use std::collections::HashSet;
use std::sync::{Arc, Mutex};

use log::{info, trace};

use crate::auth::Authorizer;
use crate::blob::ScopedBlobService;
use crate::config::Config;
use crate::errors::DistError;
use crate::limiter::AdmissionLimiter;
use crate::manifest::ManifestService;
use crate::metrics::Sink;
use crate::signatures::SignatureService;
use crate::tags::TagService;
use srcache::{CachedBlobStatter, DigestCache};
use srcreds::{
    BasicCredentials, NodeCredentialStore, SecretCredentialStore, UnionCredentialStore,
};
use srdriver::{BlobStatter, BlobStore, Driver, LinkStore, ManifestStore, UploadStore};
use srmeta::{ImageStream, MetaError, MetadataClient};
use srpull::{
    MirrorResolver, PullthroughBlobStore, PullthroughManifestService, RemoteBlobGetter,
    RemoteClient,
};

// process-wide state. repositories are assembled per request on top of this
pub struct App {
    pub config: Config,
    pub blobs: Arc<dyn BlobStore>,
    // the global descriptor service flavor: cache-through to the driver,
    // no tenancy, for paths that ask "does this blob exist at all"
    pub descriptors: Arc<CachedBlobStatter<dyn BlobStatter>>,
    pub uploads: Arc<dyn UploadStore>,
    pub manifests: Arc<dyn ManifestStore>,
    pub links: Arc<dyn LinkStore>,
    pub meta: Arc<dyn MetadataClient>,
    pub authorizer: Arc<dyn Authorizer>,
    pub cache: DigestCache,
    pub remote: RemoteClient,
    pub node_creds: Option<Arc<NodeCredentialStore>>,
    pub read_limiter: AdmissionLimiter,
    pub write_limiter: AdmissionLimiter,
    pub inflight: ManifestInflight,
    pub sink: Arc<dyn Sink>,
}

impl App {
    pub fn new<D: Driver + 'static>(
        config: Config,
        driver: Arc<D>,
        meta: Arc<dyn MetadataClient>,
        authorizer: Arc<dyn Authorizer>,
        sink: Arc<dyn Sink>,
    ) -> Result<Arc<Self>, DistError> {
        let cache = if config.cache.disabled {
            DigestCache::disabled()
        } else {
            // ~number of blobs a node touches before recycling is fine, the
            // ttl is the actual consistency bound
            DigestCache::new(64 * 1024, 32, config.blob_repository_ttl())
        };
        let remote = RemoteClient::new()
            .map_err(|e| DistError::internal(format!("building remote client: {:?}", e)))?;
        let node_creds = if config.server.node_credentials_path.is_empty() {
            None
        } else {
            Some(Arc::new(NodeCredentialStore::new(
                config.server.node_credentials_path.clone(),
            )))
        };
        let read_limiter = AdmissionLimiter::new(&config.requests.read);
        let write_limiter = AdmissionLimiter::new(&config.requests.write);
        let statter: Arc<dyn BlobStatter> = driver.clone();
        Ok(Arc::new(App {
            blobs: driver.clone(),
            descriptors: Arc::new(CachedBlobStatter::new(cache.clone(), statter)),
            uploads: driver.clone(),
            manifests: driver.clone(),
            links: driver.clone(),
            config,
            meta,
            authorizer,
            cache,
            remote,
            node_creds,
            read_limiter,
            write_limiter,
            inflight: ManifestInflight::default(),
            sink,
        }))
    }
}

// first writer to claim a digest does the migration work, everyone else
// skips it. insert-if-absent, delete-on-completion
#[derive(Clone, Default)]
pub struct ManifestInflight {
    set: Arc<Mutex<HashSet<String>>>,
}

pub struct InflightGuard {
    set: Arc<Mutex<HashSet<String>>>,
    key: String,
}

impl ManifestInflight {
    pub fn claim(&self, digest: &str) -> Option<InflightGuard> {
        let mut set = self.set.lock().unwrap();
        if set.insert(digest.to_string()) {
            Some(InflightGuard {
                set: self.set.clone(),
                key: digest.to_string(),
            })
        } else {
            None
        }
    }
}

impl Drop for InflightGuard {
    fn drop(&mut self) {
        self.set.lock().unwrap().remove(&self.key);
    }
}

// one image stream fetch per request, shared by every service assembled for
// it. streams are cached only for the lifetime of the request
pub struct StreamGetter {
    meta: Arc<dyn MetadataClient>,
    pub namespace: String,
    pub name: String,
    cached: tokio::sync::Mutex<Option<ImageStream>>,
}

impl StreamGetter {
    pub fn new(meta: Arc<dyn MetadataClient>, namespace: &str, name: &str) -> Self {
        Self {
            meta,
            namespace: namespace.to_string(),
            name: name.to_string(),
            cached: tokio::sync::Mutex::new(None),
        }
    }

    pub async fn get(&self) -> Result<ImageStream, MetaError> {
        let mut cached = self.cached.lock().await;
        if let Some(stream) = cached.as_ref() {
            return Ok(stream.clone());
        }
        let stream = self
            .meta
            .get_image_stream(&self.namespace, &self.name)
            .await?;
        trace!("fetched image stream {}/{}", self.namespace, self.name);
        *cached = Some(stream.clone());
        Ok(stream)
    }

    // drop the memo after a write that changed the stream
    pub async fn invalidate(&self) {
        *self.cached.lock().await = None;
    }
}

// the per-request composition root: the repo-scoped blob service with
// pullthrough behind it, the manifest service and the tag service, all
// sharing one stream memo and one remote-store memo. the audit/metrics
// decorators wrap each service call exactly once, here
pub struct Repository {
    pub app: Arc<App>,
    pub namespace: String,
    pub name: String,
    blobs: Arc<ScopedBlobService>,
    manifests: ManifestService,
    tags: TagService,
    signatures: SignatureService,
}

impl Repository {
    // remote_access_enabled widens descriptor stats to remote registries,
    // set for manifest puts whose dependencies may not be local yet
    pub async fn new(
        app: Arc<App>,
        namespace: &str,
        name: &str,
        remote_access_enabled: bool,
    ) -> Result<Self, DistError> {
        let repo = format!("{}/{}", namespace, name);
        let stream = Arc::new(StreamGetter::new(app.meta.clone(), namespace, name));

        // pod secrets first, node credentials after
        let secrets = match app.meta.stream_secrets(namespace, name).await {
            Ok(secrets) => secrets,
            Err(MetaError::NotFound { .. }) => Vec::new(),
            Err(e) => return Err(e.into()),
        };
        let mut stores: Vec<Box<dyn BasicCredentials>> =
            vec![Box::new(SecretCredentialStore::new(secrets))];
        if let Some(node) = &app.node_creds {
            stores.push(Box::new(NodeStoreRef(node.clone())));
        }
        let creds: Arc<dyn BasicCredentials> = Arc::new(UnionCredentialStore::new(stores));

        let resolver = Arc::new(MirrorResolver::load(app.meta.as_ref()).await?);

        let getter = Arc::new(RemoteBlobGetter::new(
            app.remote.clone(),
            app.cache.clone(),
            creds,
            resolver,
            app.config.server.advertised_addr.clone(),
            app.config.pullthrough.insecure_covers_registry,
        ));

        let pull_blobs = Arc::new(PullthroughBlobStore::new(
            app.blobs.clone(),
            getter.clone(),
            app.config.pullthrough.mirror,
        ));
        let pull_manifests = Arc::new(PullthroughManifestService::new(
            app.manifests.clone(),
            getter.clone(),
            app.config.pullthrough.mirror,
            app.config.pullthrough.insecure_covers_registry,
        ));

        let blobs = Arc::new(ScopedBlobService::new(
            app.clone(),
            repo.clone(),
            stream.clone(),
            getter.clone(),
            pull_blobs,
            remote_access_enabled,
        ));
        let manifests = ManifestService::new(
            app.clone(),
            namespace,
            name,
            stream.clone(),
            blobs.clone(),
            pull_manifests,
        );
        let tags = TagService::new(app.clone(), namespace, name, stream.clone());
        let signatures = SignatureService::new(app.clone());

        Ok(Self {
            app,
            namespace: namespace.to_string(),
            name: name.to_string(),
            blobs,
            manifests,
            tags,
            signatures,
        })
    }

    pub fn repo(&self) -> String {
        format!("{}/{}", self.namespace, self.name)
    }

    pub fn blobs(&self) -> &ScopedBlobService {
        &self.blobs
    }

    pub fn manifests(&self) -> &ManifestService {
        &self.manifests
    }

    pub fn tags(&self) -> &TagService {
        &self.tags
    }

    pub fn signatures(&self) -> &SignatureService {
        &self.signatures
    }

    // the audit + metrics decorator every service call goes through
    pub async fn observed<T>(
        &self,
        func: &'static str,
        fut: impl Future<Output = Result<T, DistError>>,
    ) -> Result<T, DistError> {
        let result = fut.await;
        if let Err(e) = &result {
            self.app.sink.failure(func);
            info!("{}({}): {}", func, self.repo(), e);
        }
        result
    }
}

// adapter so the shared node store can sit inside a per-request union
struct NodeStoreRef(Arc<NodeCredentialStore>);

impl BasicCredentials for NodeStoreRef {
    fn basic(&self, url: &url::Url) -> Option<(String, String)> {
        self.0.basic(url)
    }

    fn err(&self) -> Option<String> {
        self.0.err()
    }
}

#[cfg(test)]
mod tests {
    use super::*;

    #[test]
    fn test_inflight_claim_once() {
        let inflight = ManifestInflight::default();
        let guard = inflight.claim("sha256:abc");
        assert!(guard.is_some());
        assert!(inflight.claim("sha256:abc").is_none());
        drop(guard);
        assert!(inflight.claim("sha256:abc").is_some());
    }
}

TASK GOAL >> In the records above, find the line containing "let inflight = ManifestInflight::default();" and print it and every later line exactly, through the last one.

YOUR RESPONSE >>
        let inflight = ManifestInflight::default();
        let guard = inflight.claim("sha256:abc");
        assert!(guard.is_some());
        assert!(inflight.claim("sha256:abc").is_none());
        drop(guard);
        assert!(inflight.claim("sha256:abc").is_some());
    }
}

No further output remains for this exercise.